The biggest lesson from nearly 40 years in markets

Paul learned his biggest lesson in investing early in his career. In 1986, Paul became the portfolio manager of the BT Select Markets American Growth Fund. Not long after taking over the fund, Paul invested a majority of the fund in US financials. In the first month after those investments were made, fund performance fell 7% (while the market increased 3-4%). 

"[Management] were putting a lot of pressure on me and basically because they were so paranoid about their short term performance," Paul recalled. "They were trying to scare me out of those positions."

Five years later, that same fund was the top-performing mutual fund in the country.
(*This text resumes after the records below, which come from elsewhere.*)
//! Image File Directory (IFD) structures and methods
//!
//! An IFD is the metadata block of one TIFF page: a collection of tag
//! entries describing dimensions, sample layout and where the pixel
//! data lives in the file.

use std::collections::HashMap;
use std::fmt;
use log::{debug, trace};

use crate::tiff::constants::{field_types, subfile, tags};
use crate::utils::tag_utils;

/// Represents an Image File Directory (IFD) in a TIFF file
#[derive(Debug, Clone)]
pub struct IFD {
    /// Entries in this IFD
    pub entries: Vec<IFDEntry>,
    /// IFD number (0-based)
    pub number: usize,
    /// Offset to this IFD in the file
    pub offset: u64,
    /// Cached tag values for quick lookup
    tag_map: HashMap<u16, IFDEntry>,
}

/// Represents an entry in an Image File Directory (IFD)
///
/// Small values are stored directly in the entry. In that case
/// `inline_values` holds them decoded with the file's byte order and
/// `value_offset` holds the first of them; otherwise `value_offset`
/// points at the value array.
#[derive(Debug, Clone)]
pub struct IFDEntry {
    /// TIFF tag identifier
    pub tag: u16,
    /// Field type
    pub field_type: u16,
    /// Number of values
    pub count: u64,
    /// Value or offset to values
    pub value_offset: u64,
    /// Decoded values when they fit inside the entry
    pub inline_values: Option<Vec<u64>>,
}

impl IFDEntry {
    /// Creates a new IFD entry whose value field is taken verbatim
    pub fn new(tag: u16, field_type: u16, count: u64, value_offset: u64) -> Self {
        trace!("Creating IFD entry: tag={} ({}), type={} ({}), count={}, offset/value={}",
               tag, tag_utils::get_tag_name(tag), field_type,
               tag_utils::get_field_type_name(field_type), count, value_offset);

        Self {
            tag,
            field_type,
            count,
            value_offset,
            inline_values: None,
        }
    }

    /// Creates an entry whose values were stored inline
    pub fn with_inline_values(tag: u16, field_type: u16, count: u64, values: Vec<u64>) -> Self {
        let first = values.first().copied().unwrap_or(0);
        let mut entry = Self::new(tag, field_type, count, first);
        entry.inline_values = Some(values);
        entry
    }

    /// Size in bytes of a single value of this entry's field type
    pub fn get_field_type_size(&self) -> usize {
        field_type_size(self.field_type)
    }

    /// Determines if the value is stored inline in the entry rather than
    /// at the offset location
    pub fn is_value_inline(&self, is_big_tiff: bool) -> bool {
        let total_size = (self.get_field_type_size() as u64).saturating_mul(self.count);
        let inline_size = if is_big_tiff { 8 } else { 4 };
        total_size <= inline_size
    }
}

/// Size in bytes of one value of a TIFF field type
pub fn field_type_size(field_type: u16) -> usize {
    match field_type {
        field_types::BYTE | field_types::ASCII | field_types::SBYTE | field_types::UNDEFINED => 1,
        field_types::SHORT | field_types::SSHORT => 2,
        field_types::LONG | field_types::SLONG | field_types::FLOAT => 4,
        field_types::RATIONAL | field_types::SRATIONAL | field_types::DOUBLE => 8,
        field_types::LONG8 | field_types::SLONG8 | field_types::IFD8 => 8,
        _ => {
            debug!("Unknown field type: {}, assuming 1 byte", field_type);
            1
        }
    }
}

impl IFD {
    /// Creates a new, empty IFD
    pub fn new(number: usize, offset: u64) -> Self {
        debug!("Creating new IFD #{} at offset {}", number, offset);

        Self {
            entries: Vec::new(),
            number,
            offset,
            tag_map: HashMap::new(),
        }
    }

    /// Adds an entry to this IFD and its lookup cache
    pub fn add_entry(&mut self, entry: IFDEntry) {
        self.tag_map.insert(entry.tag, entry.clone());
        self.entries.push(entry);
    }

    /// Gets a tag value (value_offset) directly
    pub fn get_tag_value(&self, tag: u16) -> Option<u64> {
        self.tag_map.get(&tag).map(|entry| entry.value_offset)
    }

    /// Checks if this IFD has a specific tag
    pub fn has_tag(&self, tag: u16) -> bool {
        self.tag_map.contains_key(&tag)
    }

    /// Gets an IFD entry by tag
    pub fn get_entry(&self, tag: u16) -> Option<&IFDEntry> {
        self.tag_map.get(&tag)
    }

    /// Gets the (width, height) of the image if both tags are present
    pub fn get_dimensions(&self) -> Option<(u64, u64)> {
        let width = self.get_tag_value(tags::IMAGE_WIDTH)?;
        let height = self.get_tag_value(tags::IMAGE_LENGTH)?;
        Some((width, height))
    }

    /// Returns number of samples per pixel (default 1 if not specified)
    pub fn get_samples_per_pixel(&self) -> u64 {
        self.get_tag_value(tags::SAMPLES_PER_PIXEL).unwrap_or(1)
    }

    /// Whether this page is a reduced resolution overview of another page
    pub fn is_overview(&self) -> bool {
        self.get_tag_value(tags::NEW_SUBFILE_TYPE)
            .map(|v| v & subfile::REDUCED_RESOLUTION != 0)
            .unwrap_or(false)
    }

    /// Whether the pixel data is organized in tiles instead of strips
    pub fn is_tiled(&self) -> bool {
        self.has_tag(tags::TILE_WIDTH) && self.has_tag(tags::TILE_LENGTH)
    }

    /// Gets the number of entries in this IFD
    pub fn entry_count(&self) -> usize {
        self.entries.len()
    }
}

impl fmt::Display for IFD {
    fn fmt(&self, f: &mut fmt::Formatter<'_>) -> fmt::Result {
        writeln!(f, "IFD #{} (offset: {})", self.number, self.offset)?;
        writeln!(f, "  Number of entries: {}", self.entries.len())?;

        if let Some((width, height)) = self.get_dimensions() {
            writeln!(f, "  Dimensions: {}x{}", width, height)?;
        }

        writeln!(f, "  Samples per pixel: {}", self.get_samples_per_pixel())?;

        writeln!(f, "  Tags:")?;
        for entry in &self.entries {
            writeln!(f, "    {} ({}): {} [{}]",
                     entry.tag,
                     tag_utils::get_tag_name(entry.tag),
                     entry.value_offset,
                     tag_utils::get_field_type_name(entry.field_type))?;
        }

        Ok(())
    }
}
The moral of this story is to stick to your guns.

"All my biggest mistakes have been when I've let outside thought processes interfere with my conviction. Now, sometimes it's because you haven't done enough research and so people can put doubts in your mind or maybe you've taken shortcuts. But the bottom line is you have to be able to stand your ground," he said. 

Paul's two long-term bets: Financials and commodities

Paul's appreciation of global financial stocks continues to this day. Today, the fund holds positions in a range of financials companies including banks and non-bank firms. 

"We have positions in European domestic banking franchises, the Commonwealth Bank (ASX: CBA) equivalent overseas in Europe. Then we have some US banks like JP Morgan (NYSE: JPM), which has the best in-class balance sheet," Paul said. 

"The fundamentals have changed for the banking industry [in Europe] in terms of inflation. They've now dealt with their regulatory capital issues. So now they can pay us back the cash flow. I'm on double digit dividends next year. That's extraordinary," he said. 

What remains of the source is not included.